MSUToday
Published: May 20, 2020

Ask the expert: What happens if Trump and Pence catch COVID-19 at the same time?

Contact(s): Kim Ward Communication and Brand Strategy office: (517) 432-0117 cell: (734) 658-4250 kim.ward@cabs.msu.edu, Brian Kalt College of Law office: (517) 432-6987 kalt@law.msu.edu

Brian Kalt, professor of law and an expert in constitutional law of the presidency, answers questions about what would happen if the president and vice president of the United States become incapacitated simultaneously.

What is the transition of power if both President Donald Trump and Vice President Mike Pence become incapacitated by COVID-19 simultaneously?

The normal transition is for the vice president to take power if the president becomes incapacitated. If the vice president is also incapacitated, then the speaker of the House of Representatives (Democrat Nancy Pelosi) takes power. Trump or Pence would retake power when they recovered.

Does the 25th Amendment cover this situation?

Yes, if it is only the president who gets sick.
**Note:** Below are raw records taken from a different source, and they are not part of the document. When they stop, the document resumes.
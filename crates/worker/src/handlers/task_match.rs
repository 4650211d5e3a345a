use serde::Deserialize;

use bearmemori_store::Store;

use super::{HandlerOutput, Notification};
use crate::error::HandlerError;
use crate::llm::{parse_json_reply, LlmClient};

const PROMPT_PREFIX: &str = "Given a new note and a list of the user's open tasks, decide whether the note \
refers to one of them. Reply as JSON: {\"task_id\"?: string, \"confidence\": number between 0 and 1}.\n\nOpen tasks:\n";

/// Below this confidence, the match is treated as noise, not worth
/// surfacing to the user.
const CONFIDENCE_THRESHOLD: f64 = 0.7;

#[derive(Deserialize)]
struct Payload {
    #[allow(dead_code)]
    memory_id: String,
    content: String,
}

#[derive(Deserialize)]
struct MatchOutput {
    task_id: Option<String>,
    confidence: f64,
}

pub async fn handle(llm: &LlmClient, store: &Store, user_id: Option<i64>, payload: &serde_json::Value) -> Result<HandlerOutput, HandlerError> {
    let input: Payload = serde_json::from_value(payload.clone())
        .map_err(|e| HandlerError::InvalidResponse(format!("malformed task_match payload: {e}")))?;
    let owner_user_id = user_id.ok_or_else(|| HandlerError::InvalidResponse("task_match job missing user_id".into()))?;

    let open_tasks = store.with_conn(|conn| bearmemori_store::tasks::list_for_owner(conn, owner_user_id, Some("NOT_DONE")))?;

    let mut prompt = String::from(PROMPT_PREFIX);
    for task in &open_tasks {
        prompt.push_str(&format!("- {}: {}\n", task.id, task.description));
    }

    let user_message = format!("{prompt}\nNote: {}", input.content);
    let raw = llm.complete("gpt-4o-mini", "You match notes to open tasks.", &user_message).await?;
    let parsed: MatchOutput = parse_json_reply(&raw)?;

    let job_result = serde_json::json!({
        "task_id": parsed.task_id,
        "confidence": parsed.confidence,
    });

    let notification = if parsed.confidence > CONFIDENCE_THRESHOLD {
        Some(Notification { message_type: "llm_task_match_result", content: job_result.clone() })
    } else {
        None
    };

    Ok(HandlerOutput { job_result, notification })
}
In that case, a president who is ill could use Section 3 of the amendment to transfer power to the vice president. The president could then return to power whenever he declared himself able. If the president was unable or unwilling to invoke Section 3, the vice president and Cabinet could use Section 4 of the amendment to transfer power to the vice president. The president would retake power four days after declaring himself able, unless the vice president, the Cabinet and two-thirds of the House and Senate disagreed. But if the vice president is also incapacitated, there is no way to use the 25th Amendment.

What would happen if the vice president were incapacitated, since the 25th Amendment would be unavailable?

Article II of the Constitution specifies that the line of succession statute would kick in. The current law designates the speaker of the House of Representatives as next in line. But Article II doesn’t provide any standards or procedures, so there would be chaos and confusion if the speaker said that the president or vice president were incapacitated, but they disagreed. There is also a strong argument that it is unconstitutional for legislators, like the speaker, to be in the line of succession, which brings potential for further chaos if the speaker tried to take power. 

What can be done to avoid this from happening?

Congress can pass a statute to provide procedures and eliminate the risk of confusion. A new statute could also take the speaker and president pro tempore of the Senate (Iowa Republican Chuck Grassley) out of the line of succession and avoid any constitutional problems.

Is it likely that Congress will take this action?

No. Congress would have to act now, before there is a problem, but Congress is not known for being proactive.

Why did the Founders and Congress leave these gaps in the law?

When Congress drafted the 25th Amendment in 1965, members acknowledged that it didn’t cover situations where there was no vice president, but they consciously decided not to fill the gap. The amendment was already extraordinarily wordy and the risk of double incapacity seemed minimal. Fifty-five years later with COVID-19, that risk is easier to imagine.

What would the new statute look like?

The simplest thing to do would be for the statute to create procedures that parallel the 25th Amendment’s. The only difference would be that if the vice president is unavailable, his role in the amendment’s processes would be filled by the NPU — the “next person up” in the line of succession. Mirroring Section 3 of the amendment, the new law could let the president (or, if he was already incapacitated, whoever is the acting president) transfer power to the NPU and then retake it when he recovers. Mirroring Section 4, the new law could empower the Cabinet and the NPU to declare the president or acting president unable. Just like Section 4, it could kick disputed cases to Congress and require a two-thirds majority to keep the NPU in control.

Is there historic precedent for a challenge to the speaker’s succession?

The first succession law, enacted in 1792, put legislative leaders in the line of succession; it passed over the objections of those who thought it was unconstitutional. In 1886, those constitutional concerns led Congress to take legislative leaders out of the line of succession and use just the Cabinet. That law was replaced in 1947 with our current one, but scholars have continued to express concern about the potential constitutional problem. We have never needed to go past the vice president in the line of succession, though, so the question has never been tested.

If Congress decided to take the speaker and president pro tempore out of the line of succession, who do you think would be the better third person in the line of power?

For the sake of both avoiding the constitutional problem and providing better continuity, I would suggest returning to the 1886 law, which puts the Cabinet in the line of succession, starting with the secretary of state.

Brian Kalt, professor of law and an expert in constitutional law of the presidency.